I think that all highway=* should be linear and surface representations should be with area:highway= for all values concerned, rather than yes for some and no for others. real surface-only pedestrian area are place=, aren’t they?
This difference in treatment means, for example, that it is impossible to route emergency vehicles in several locations, since all sidewalks are mapped as pedestrian even when they are not wide enough for a vehicle to pass
Having tested it, it’s difficult to tell people to abandon a rendered scheme in favour of an unrendered one. I even think that rendering is the reason why this distortion of reality was adopted.
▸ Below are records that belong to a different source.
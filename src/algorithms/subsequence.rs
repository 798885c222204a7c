//! Reconstruction from subsequence traces.
//!
//! State is `(n, t, U)`: `n` symbols of `x` still unknown, `t = n - height(U)`
//! deletions still owed, and `U` the kept traces. Each iteration ranks the
//! symbols by how many traces start with them and asks the bound oracle how
//! many of the top-ranked symbols are forced. Those are appended as a run,
//! and `U` is conditioned on the last forced symbol being the first symbol
//! of every kept trace.
//!
//! Once `t` reaches 0 the single remaining trace is the rest of `x`.

use crate::bounds::{subsequence_quota, subsequence_threshold};
use crate::error::{Error, Result};
use crate::steps::{Reconstruction, StepRecord};
use crate::traits::{Symbol, TraceCollection};

use super::quota_len;

/// Composition of the first position: how many traces start with each
/// symbol, plus the symbols ranked by that count.
///
/// The ranking is a stable descending sort, so equal counts keep the
/// smaller symbol first.
pub fn ranked_first_symbols<C: TraceCollection>(traces: &C, q: usize) -> (Vec<Symbol>, Vec<usize>) {
    let counts: Vec<usize> = (0..q)
        .map(|a| traces.count_after_skipping(a as Symbol, 1))
        .collect();
    let mut order: Vec<Symbol> = (0..q).map(|a| a as Symbol).collect();
    order.sort_by(|&a, &b| counts[b as usize].cmp(&counts[a as usize]));
    let ranked = order.iter().map(|&a| counts[a as usize]).collect();
    (order, ranked)
}

/// Recover the length-`n` string whose subsequences are `traces`.
///
/// Requires `traces.height() <= n`. The first
/// `max_common_subsequences(n, t, q) + 1` traces (by the collection's own
/// priority) are used; fewer than that fails with
/// [`Error::InsufficientTraces`].
pub fn reconstruct_from_subsequences<C: TraceCollection>(
    n: usize,
    traces: &C,
) -> Result<Reconstruction> {
    let q = traces.alphabet_size();
    if q < 2 {
        return Err(Error::UnsupportedAlphabet { q });
    }
    let height = traces.height();
    if height > n {
        return Err(Error::malformed(format!(
            "subsequence traces of length {height} cannot come from a string of length {n}"
        )));
    }

    let original_n = n;
    let mut n = n;
    let mut t = n - height;

    let required = subsequence_quota(n, t, q);
    if (traces.size() as u128) < required {
        return Err(Error::InsufficientTraces {
            required,
            supplied: traces.size(),
        });
    }

    #[cfg(feature = "tracing")]
    let span = tracing::info_span!("reconstruct_from_subsequences", n, t, q);
    #[cfg(feature = "tracing")]
    let _enter = span.enter();

    let mut current = traces.keep_top(quota_len(required));
    let mut symbols = Vec::with_capacity(original_n);
    let mut steps = Vec::new();

    while t >= 1 {
        let (order, ranked) = ranked_first_symbols(&current, q);
        let j = subsequence_threshold(n, t, &ranked, q)?;
        let forced = &order[..=j];

        let (next_n, next_t) = match (n.checked_sub(j + 1), t.checked_sub(j)) {
            (Some(next_n), Some(next_t)) => (next_n, next_t),
            _ => return Err(Error::ambiguous(n, t, "threshold exceeds remaining length")),
        };

        #[cfg(feature = "tracing")]
        tracing::debug!(n, t, threshold = j, ?forced, ?ranked, "subsequence step");

        symbols.extend_from_slice(forced);
        let quota = subsequence_quota(next_n, next_t, q);
        current = current.skip_to(order[j], 1).keep_top(quota_len(quota));

        steps.push(StepRecord {
            n,
            t,
            threshold: Some(j),
            emitted: forced.to_vec(),
            remaining: current.size(),
        });
        n = next_n;
        t = next_t;
    }

    symbols.extend(current.unique_member()?);
    debug_assert_eq!(symbols.len(), original_n);

    Ok(Reconstruction { symbols, steps })
}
But feel free to try it out. You can find the contact details for this local group on the wiki
You can get questionable tagging for any tag, here is a random example I just stumbled over, footway with area=yes, which is all but a footway: https://www.openstreetmap.org/way/137993284
That looks like the correct usage of tags to me, what’s wrong with it?
Generally, my understanding is that the area of a sidewalk could be area:highway=footway while a square that isn’t signed as a pedestrian road (i.e. no vehicle access at all) should be highway=footway+area=yes.
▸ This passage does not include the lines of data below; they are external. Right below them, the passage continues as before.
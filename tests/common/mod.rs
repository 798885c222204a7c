//! Trace generators shared by the integration tests.
#![allow(dead_code)]

use std::collections::BTreeSet;

/// Every distinct subsequence of `x` with exactly `t` deletions, sorted.
pub fn subsequences(x: &[u8], t: usize) -> Vec<Vec<u8>> {
    let mut level = BTreeSet::from([x.to_vec()]);
    for _ in 0..t {
        let mut next = BTreeSet::new();
        for s in &level {
            for pos in 0..s.len() {
                let mut shrunk = s.clone();
                shrunk.remove(pos);
                next.insert(shrunk);
            }
        }
        level = next;
    }
    level.into_iter().collect()
}

/// Every distinct binary supersequence of `x` with exactly `t` insertions,
/// sorted.
pub fn supersequences(x: &[u8], t: usize) -> Vec<Vec<u8>> {
    let mut level = BTreeSet::from([x.to_vec()]);
    for _ in 0..t {
        let mut next = BTreeSet::new();
        for s in &level {
            for pos in 0..=s.len() {
                for symbol in [0u8, 1] {
                    let mut grown = s.clone();
                    grown.insert(pos, symbol);
                    next.insert(grown);
                }
            }
        }
        level = next;
    }
    level.into_iter().collect()
}

/// All `q`-ary strings of length `n`, in lexicographic order.
pub fn strings(n: usize, q: u8) -> Vec<Vec<u8>> {
    let mut out = vec![Vec::new()];
    for _ in 0..n {
        out = out
            .into_iter()
            .flat_map(|prefix| {
                (0..q).map(move |s| {
                    let mut v = prefix.clone();
                    v.push(s);
                    v
                })
            })
            .collect();
    }
    out
}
I suspect that the post that you were replying to was trying to make the distinction between area:highway and highway=; area=yes rather than anything else.
It’s true that highway=pedestrian; area=yes is used more than highway=footway; area=yes for non-linear foot access areas (which was the question at the top of the thread). Whether something deserves a place=square tag is a different question, and “a square is not a …” risks confusing the two.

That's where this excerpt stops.